Massimo's Dallas, Inc. 11/23/12

  

Department of Health and Human Services' logoDepartment of Health and Human Services

Public Health Service
Food and Drug Administration
 

Dallas District
4040 North Central Expressway
Dallas, Texas 75204-3128
 


November 23, 2012

2013-DAL-WL-018

WARNING LETTER

UPS OVERNIGHT MAIL

Ali A Heidari, Owner and President
Massimo's Dallas, Inc.
2610 Maple Avenue
Dallas, Texas 75243

Dear Mr. Heidari:

The Food and Drug Administration (FDA) conducted an inspection of your food manufacturing firm located at 7303 John W. Carpenter Freeway, Dallas, Texas 75247 on June 5-13, 2012. During the inspection, FDA investigators documented serious violations of the Current Good Manufacturing Practice Regulations (CGMP) for foods, Title 21, Code of Federal Regulations (CFR), Part 110 (21 CFR 110). These violations cause the ready-to-eat baked food products produced in your facility to be adulterated within the meaning of Section 402(a)(4) [21 U.S.C. § 342(a)(4)] of the Federal Food, Drug, and Cosmetic Act (the Act), in that they have been prepared, packed, or held under insanitary conditions whereby they may have become contaminated with filth or rendered injurious to health. You can find the Act and the FDA regulations through links on FDA's home page at www.fda.gov.

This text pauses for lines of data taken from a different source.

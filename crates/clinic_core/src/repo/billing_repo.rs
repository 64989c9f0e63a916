//! Billing repository contracts and SQLite implementation.
//!
//! # Responsibility
//! - Provide CRUD and payment APIs over the `billing` table.
//! - Provide the bill listing joined with patient names, optionally unpaid only.
//!
//! # Invariants
//! - New bills are stamped with today's date and start unpaid.
//! - Negative amounts are rejected by validation and by a CHECK constraint.
//! - Joined listing is ordered by `billed_on DESC, id DESC`.

use crate::model::billing::{BillId, BillPatch, BillView, BillingRecord, NewBill};
use crate::model::validation::today;
use crate::repo::common::{
    bool_to_int, date_to_db, ensure_connection_ready, ensure_row_exists, read_bool, read_date,
};
use crate::repo::error::RepoResult;
use rusqlite::{params, Connection, Row};

const BILLING_COLUMNS: &[&str] = &[
    "id",
    "patient_id",
    "amount",
    "description",
    "billed_on",
    "paid",
];

const BILLING_SELECT_SQL: &str = "SELECT
    id,
    patient_id,
    amount,
    description,
    billed_on,
    paid
FROM billing";

/// Repository interface for billing operations.
pub trait BillingRepository {
    /// Creates one unpaid bill for an existing patient.
    fn create_bill(&self, bill: NewBill) -> RepoResult<BillingRecord>;
    fn get_bill(&self, id: BillId) -> RepoResult<Option<BillingRecord>>;
    /// Lists all bills ordered by id.
    fn list_bills(&self) -> RepoResult<Vec<BillingRecord>>;
    /// Lists bills with patient names, newest first.
    fn list_bill_views(&self, unpaid_only: bool) -> RepoResult<Vec<BillView>>;
    /// Applies supplied overrides; returns `None` when `id` does not exist.
    fn update_bill(&self, id: BillId, patch: BillPatch) -> RepoResult<Option<BillingRecord>>;
    /// Marks one bill as paid; returns whether a row matched.
    fn mark_bill_paid(&self, id: BillId) -> RepoResult<bool>;
    /// Deletes one bill; returns whether a row was removed.
    fn delete_bill(&self, id: BillId) -> RepoResult<bool>;
}

/// SQLite-backed billing repository.
pub struct SqliteBillingRepository<'conn> {
    conn: &'conn Connection,
}

impl<'conn> SqliteBillingRepository<'conn> {
    /// Creates repository from migrated connection.
    pub fn try_new(conn: &'conn Connection) -> RepoResult<Self> {
        ensure_connection_ready(conn, "billing", BILLING_COLUMNS)?;
        Ok(Self { conn })
    }
}

impl BillingRepository for SqliteBillingRepository<'_> {
    fn create_bill(&self, bill: NewBill) -> RepoResult<BillingRecord> {
        let bill = bill.normalized()?;
        ensure_row_exists(self.conn, "patients", bill.patient_id)?;
        let billed_on = today();

        self.conn.execute(
            "INSERT INTO billing (
                patient_id,
                amount,
                description,
                billed_on,
                paid
            ) VALUES (?1, ?2, ?3, ?4, 0);",
            params![
                bill.patient_id,
                bill.amount,
                bill.description.as_deref(),
                date_to_db(billed_on),
            ],
        )?;

        Ok(BillingRecord {
            id: self.conn.last_insert_rowid(),
            patient_id: bill.patient_id,
            amount: bill.amount,
            description: bill.description,
            billed_on,
            paid: false,
        })
    }

    fn get_bill(&self, id: BillId) -> RepoResult<Option<BillingRecord>> {
        let mut stmt = self
            .conn
            .prepare(&format!("{BILLING_SELECT_SQL} WHERE id = ?1;"))?;
        let mut rows = stmt.query([id])?;
        if let Some(row) = rows.next()? {
            return Ok(Some(parse_bill_row(row)?));
        }
        Ok(None)
    }

    fn list_bills(&self) -> RepoResult<Vec<BillingRecord>> {
        let mut stmt = self
            .conn
            .prepare(&format!("{BILLING_SELECT_SQL} ORDER BY id ASC;"))?;
        let mut rows = stmt.query([])?;
        let mut bills = Vec::new();
        while let Some(row) = rows.next()? {
            bills.push(parse_bill_row(row)?);
        }
        Ok(bills)
    }

    fn list_bill_views(&self, unpaid_only: bool) -> RepoResult<Vec<BillView>> {
        let mut sql = String::from(
            "SELECT
                b.id AS id,
                b.patient_id AS patient_id,
                b.amount AS amount,
                b.description AS description,
                b.billed_on AS billed_on,
                b.paid AS paid,
                p.name AS patient_name
             FROM billing b
             INNER JOIN patients p ON p.id = b.patient_id",
        );
        if unpaid_only {
            sql.push_str(" WHERE b.paid = 0");
        }
        sql.push_str(" ORDER BY b.billed_on DESC, b.id DESC;");

        let mut stmt = self.conn.prepare(&sql)?;
        let mut rows = stmt.query([])?;
        let mut views = Vec::new();
        while let Some(row) = rows.next()? {
            views.push(BillView {
                bill: parse_bill_row(row)?,
                patient_name: row.get("patient_name")?,
            });
        }
        Ok(views)
    }

    fn update_bill(&self, id: BillId, patch: BillPatch) -> RepoResult<Option<BillingRecord>> {
        let Some(existing) = self.get_bill(id)? else {
            return Ok(None);
        };
        let updated = existing.apply(patch)?;

        self.conn.execute(
            "UPDATE billing
             SET
                amount = ?1,
                description = ?2,
                paid = ?3
             WHERE id = ?4;",
            params![
                updated.amount,
                updated.description.as_deref(),
                bool_to_int(updated.paid),
                id,
            ],
        )?;

        Ok(Some(updated))
    }

    fn mark_bill_paid(&self, id: BillId) -> RepoResult<bool> {
        let changed = self
            .conn
            .execute("UPDATE billing SET paid = 1 WHERE id = ?1;", [id])?;
        Ok(changed > 0)
    }

    fn delete_bill(&self, id: BillId) -> RepoResult<bool> {
        let changed = self.conn.execute("DELETE FROM billing WHERE id = ?1;", [id])?;
        Ok(changed > 0)
    }
}

fn parse_bill_row(row: &Row<'_>) -> RepoResult<BillingRecord> {
    Ok(BillingRecord {
        id: row.get("id")?,
        patient_id: row.get("patient_id")?,
        amount: row.get("amount")?,
        description: row.get("description")?,
        billed_on: read_date(row, "billed_on")?,
        paid: read_bool(row, "paid")?,
    })
}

Your significant violations are as follows:

1. All persons working in direct contact with food and food contact surfaces must conform to hygienic practices including washing of hands thoroughly and sanitizing as necessary to protect against contamination with undesirable microorganisms to comply with 21 CFR 110.10(b)(1) and (3).
However during the inspection:

• Employees were observed not washing and sanitizing their hands prior to starting work and before they were observed handling ready to-eat products such as rolls, breads and pastries. Employees were also observed handling trash cans and then handling dough without washing and sanitizing their hands.

• Employees were observed working in the pastry production area wearing personal clothing without protective outer garments, hairnets or other hair restraints while production was in progress.

2. You must maintain buildings, fixtures, and other physical facilities of the plant in repair sufficient to prevent food from becoming adulterated as required by 21 CFR 110.35(a). However, the investigator observed the following during the inspection:

• The ceiling in the bread production room, bread oven room and pastry kitchen had peeling and flaking paint directly over uncovered ready-to eat bread and pastry products. In addition the peeling and flaking paint was observed over food contact surfaces or adjacent to food contact surfaces including on bread pans, on the ice machine next to ice scoop and on bulk containers.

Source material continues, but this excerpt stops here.